# MEDIO FÍSICO > Embalses > Guadiana >  Las cuencas del Tajo y el Guadiana recibirán 1,3 millones para la lucha contra especies invasoras

## F. Lázaro

EUROPA PRESS 22/01/2013

El Consejo de Gobierno ha autorizado este martes la firma de cinco convenios de colaboración con las confederaciones hidrográficas del Tajo y Guadiana, y tres empresas, para desarrollar medidas contra especies invasoras en estas cuencas, para las que se destinarán 1,3 millones de euros.
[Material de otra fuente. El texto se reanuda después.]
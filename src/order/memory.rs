//! Order Store - in-process implementation
//!
//! Single-process stand-in for the PostgreSQL store, used by the test
//! suite and local development. The one mutex plays the role of the
//! row-level serialization the database gives the real store: CAS
//! evaluation and the audit append happen under the same guard.

use std::collections::HashMap;
use std::sync::Arc;

use async_trait::async_trait;
use chrono::{DateTime, Utc};
use tokio::sync::Mutex;

use crate::clock::{Clock, SystemClock};

use super::error::OrderError;
use super::state::OrderStatus;
use super::store::{AuditEntry, OrderStore, StatusChange};
use super::types::{ActorType, NewOrder, OrderId, OrderRecord};

#[derive(Default)]
struct Inner {
    orders: HashMap<OrderId, OrderRecord>,
    by_key: HashMap<String, OrderId>,
    audit: Vec<AuditEntry>,
}

/// In-process order store
pub struct MemoryOrderStore {
    inner: Mutex<Inner>,
    clock: Arc<dyn Clock>,
}

impl MemoryOrderStore {
    pub fn new() -> Self {
        Self::with_clock(Arc::new(SystemClock))
    }

    pub fn with_clock(clock: Arc<dyn Clock>) -> Self {
        Self {
            inner: Mutex::new(Inner::default()),
            clock,
        }
    }

    /// Number of stored orders (test helper)
    pub async fn len(&self) -> usize {
        self.inner.lock().await.orders.len()
    }

    pub async fn is_empty(&self) -> bool {
        self.len().await == 0
    }

    /// Overwrite a stored status with a raw string as legacy writers did.
    /// Unrecognized values surface as `CorruptRecord` on the next read.
    pub async fn poke_raw_status(&self, order_id: &OrderId, raw: &str) -> Result<(), OrderError> {
        let mut inner = self.inner.lock().await;
        let record = inner
            .orders
            .get_mut(order_id)
            .ok_or_else(|| OrderError::OrderNotFound(order_id.to_string()))?;
        record.status = OrderStatus::normalize(raw)
            .ok_or_else(|| OrderError::CorruptRecord(format!("bad status: {raw}")))?;
        Ok(())
    }
}

impl Default for MemoryOrderStore {
    fn default() -> Self {
        Self::new()
    }
}

#[async_trait]
impl OrderStore for MemoryOrderStore {
    async fn create(&self, new: NewOrder) -> Result<OrderRecord, OrderError> {
        new.validate()?;

        let mut inner = self.inner.lock().await;

        if let Some(key) = &new.idempotency_key
            && let Some(existing_id) = inner.by_key.get(key)
        {
            let existing = inner.orders[existing_id].clone();
            tracing::info!(
                order_id = %existing.order_id,
                key = %key,
                "order with idempotency key already exists - returning existing record"
            );
            return Ok(existing);
        }

        let now = self.clock.now();
        let order_id = OrderId::new();
        let initial = new.order_type.initial_status();

        let record = OrderRecord {
            order_id,
            order_type: new.order_type,
            status: initial,
            user_id: new.user_id,
            amount: new.amount,
            bonus_amount: new.bonus_amount,
            total_amount: new.amount + new.bonus_amount,
            amount_adjusted: false,
            idempotency_key: new.idempotency_key.clone(),
            rejection_reason: None,
            metadata: new.metadata,
            created_at: now,
            updated_at: now,
        };

        if let Some(key) = &new.idempotency_key {
            inner.by_key.insert(key.clone(), order_id);
        }
        inner.orders.insert(order_id, record.clone());
        inner.audit.push(AuditEntry {
            order_id,
            from_status: None,
            to_status: initial,
            actor_id: new.user_id.to_string(),
            actor_type: ActorType::EndUser,
            reason: Some("order created".to_string()),
            correlation_id: uuid::Uuid::new_v4(),
            created_at: now,
        });

        Ok(record)
    }

    async fn get(&self, order_id: &OrderId) -> Result<Option<OrderRecord>, OrderError> {
        let inner = self.inner.lock().await;
        Ok(inner.orders.get(order_id).cloned())
    }

    async fn apply_transition(
        &self,
        order_id: &OrderId,
        from: OrderStatus,
        change: StatusChange,
    ) -> Result<Option<OrderRecord>, OrderError> {
        let mut inner = self.inner.lock().await;
        let now = self.clock.now();

        let Some(record) = inner.orders.get_mut(order_id) else {
            return Ok(None);
        };
        if record.status != from {
            // Concurrent writer got there first
            return Ok(None);
        }

        record.status = change.to;
        for (k, v) in &change.metadata_patch {
            record.metadata.insert(k.clone(), v.clone());
        }
        if let Some(amount) = change.new_amount {
            record.amount = amount;
            record.total_amount = amount + record.bonus_amount;
            record.amount_adjusted = true;
        }
        record.updated_at = now;
        let updated = record.clone();

        inner.audit.push(AuditEntry {
            order_id: *order_id,
            from_status: Some(from),
            to_status: change.to,
            actor_id: change.actor_id,
            actor_type: change.actor_type,
            reason: change.reason,
            correlation_id: change.correlation_id,
            created_at: now,
        });

        Ok(Some(updated))
    }

    async fn set_rejection_reason(
        &self,
        order_id: &OrderId,
        reason: &str,
    ) -> Result<(), OrderError> {
        let mut inner = self.inner.lock().await;
        let now = self.clock.now();
        let record = inner
            .orders
            .get_mut(order_id)
            .ok_or_else(|| OrderError::OrderNotFound(order_id.to_string()))?;
        record.rejection_reason = Some(reason.to_string());
        record.updated_at = now;
        Ok(())
    }

    async fn audit_trail(&self, order_id: &OrderId) -> Result<Vec<AuditEntry>, OrderError> {
        let inner = self.inner.lock().await;
        Ok(inner
            .audit
            .iter()
            .filter(|e| e.order_id == *order_id)
            .cloned()
            .collect())
    }

    async fn find_stale_pending(
        &self,
        cutoff: DateTime<Utc>,
        limit: usize,
    ) -> Result<Vec<OrderRecord>, OrderError> {
        let inner = self.inner.lock().await;
        let mut stale: Vec<OrderRecord> = inner
            .orders
            .values()
            .filter(|o| o.status == OrderStatus::PendingApproval && o.created_at < cutoff)
            .cloned()
            .collect();
        stale.sort_by_key(|o| o.created_at);
        stale.truncate(limit);
        Ok(stale)
    }
}

#[cfg(test)]
mod tests {
    use super::*;
    use crate::order::types::OrderType;
    use rust_decimal::Decimal;

    #[tokio::test]
    async fn test_create_and_get() {
        let store = MemoryOrderStore::new();
        let created = store
            .create(NewOrder::new(OrderType::TopUpWallet, 1001, Decimal::from(50)))
            .await
            .unwrap();

        assert_eq!(created.status, OrderStatus::PendingApproval);
        assert_eq!(created.total_amount, Decimal::from(50));

        let fetched = store.get(&created.order_id).await.unwrap().unwrap();
        assert_eq!(fetched.order_id, created.order_id);

        let trail = store.audit_trail(&created.order_id).await.unwrap();
        assert_eq!(trail.len(), 1);
        assert_eq!(trail[0].from_status, None);
        assert_eq!(trail[0].to_status, OrderStatus::PendingApproval);
    }

    #[tokio::test]
    async fn test_idempotent_create() {
        let store = MemoryOrderStore::new();
        let new = |key: &str| {
            NewOrder::new(OrderType::TopUpWallet, 1001, Decimal::from(50))
                .with_idempotency_key(key)
        };

        let first = store.create(new("k-1")).await.unwrap();
        let second = store.create(new("k-1")).await.unwrap();
        assert_eq!(first.order_id, second.order_id);
        assert_eq!(store.len().await, 1);

        let third = store.create(new("k-2")).await.unwrap();
        assert_ne!(first.order_id, third.order_id);
        assert_eq!(store.len().await, 2);
    }

    #[tokio::test]
    async fn test_cas_miss_returns_none() {
        let store = MemoryOrderStore::new();
        let created = store
            .create(NewOrder::new(OrderType::TopUpWallet, 1001, Decimal::from(50)))
            .await
            .unwrap();

        let change = StatusChange {
            to: OrderStatus::Approved,
            metadata_patch: Default::default(),
            new_amount: None,
            actor_id: "bot1".into(),
            actor_type: ActorType::ApprovalBot,
            reason: None,
            correlation_id: uuid::Uuid::new_v4(),
        };

        // Wrong expected status: CAS declines
        let miss = store
            .apply_transition(&created.order_id, OrderStatus::Approved, change.clone())
            .await
            .unwrap();
        assert!(miss.is_none());

        let hit = store
            .apply_transition(&created.order_id, OrderStatus::PendingApproval, change)
            .await
            .unwrap()
            .unwrap();
        assert_eq!(hit.status, OrderStatus::Approved);
    }
}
   Así, la inversión total asciende a 1.370.515 euros, financiada a un 50% por la Administración regional, con fondos europeos, y por las confederaciones y entidades beneficiarias, según informa el Gobierno extremeño en una nota de prensa.

   Todos los convenios están integrados en el proyecto Life Naturaleza y estarán vigentes hasta el 31 de agosto de 2017, informa el Gobierno extremeño en una nota de prensa.

Proyectos
   Según ha detallado el Ejecutivo autonómico, el proyecto de mayor cuantía, dotado con 494.783 euros, estará destinado a realizar acciones en la cuenca del Guadiana, tales como la eliminación de las poblaciones de almeja asiática, medidas de prevención para evitar la introducción del mejillón cebra en esta cuenca y también en la del Tajo, así como un inventario de las plantas exóticas invasoras.

   Otro de los convenios prevé actuaciones en la cuenca del Tajo enfocadas, sobre todo, a determinar las áreas de riesgo respecto al mejillón cebra y evitar su introducción, así como a luchar contra la especie Azolla Foliculoides. También se contempla la ejecución de un inventario de las especies invasoras Acacia Dealbata y Ailanthus Altíssima. Para todo ello hay previstos 160.000 euros.

Convenios con empresas
   Además de las medidas que desarrollen ambas confederaciones, la consejería también afrontará actuaciones con este fin con las empresasTragsatec, Gpex y Agroforex.  

   Así, con Gpex, el convenio de colaboración contempla 364.668 euros, encaminados a la elaboración e instalación de paneles informativos sobre el proyecto, el diseño de una página web, la realización de talleres educativos para escolares, y la edición de guías para la prohibición del comercio de animales y plantas invasoras, entre otras medidas.

   Con la compañía Agroforex, por otra parte, el acuerdo se establece para ejecutar medidas de control de transmisión de enfermedades del neovison a mustélidos autóctonos y su efecto en micromamíferos protegidos; para realizar ensayos para el control y la erradicación de la tortuga de Florida; así como para establecer técnicas de prevención, control y eliminación de las poblaciones de Azolla Filiculoides en la cuenca del Tajo. Para todo ello se ha previsto un presupuesto de 296.064 euros.

   El último de los convenios, con una dotación de 55.000 euros, es entre la Consejería y la empresa Tragsatec. Ambas partes elaborarán un protocolo de gestión para evitar el comercio y el mascotismo de especies invasoras, y editarán guías para la prohibición del comercio de animales y plantas invasoras.

Repercusión socioeconómica
   Al margen de estas actuaciones puntuales, con el desarrollo de estos convenios está prevista la creación de cuatro puestos de trabajo directos y al menos 45 empleos indirectos en el sector primario y en el de servicios.

   Todas estas acciones forman parte del compromiso del Gobierno de Extremadura por la conservación del medio ambiente de la región.

http://www.elperiodicoextremadura.co...as_707599.html

----------


## F. Lázaro

> También se contempla la ejecución de un inventario de las especies invasoras Acacia Dealbata y Ailanthus Altíssima. Para todo ello hay previstos 160.000 euros.
> 
> [...]
> 
>    Así, con Gpex, el convenio de colaboración contempla 364.668 euros, encaminados a la elaboración e instalación de paneles informativos sobre el proyecto, el diseño de una página web, la realización de talleres educativos para escolares, y la edición de guías para la prohibición del comercio de animales y plantas invasoras, entre otras medidas.


Para eliminar dos especies invasoras: *160.00 €*

Para carteles, página web y guías: *360.000 €*

No me extraña que el país vaya como va...

Esto es peor que lo del panel del plan E para el cambio de 3 bombillas. Vale más el panel que las dichosas bombillas.

----------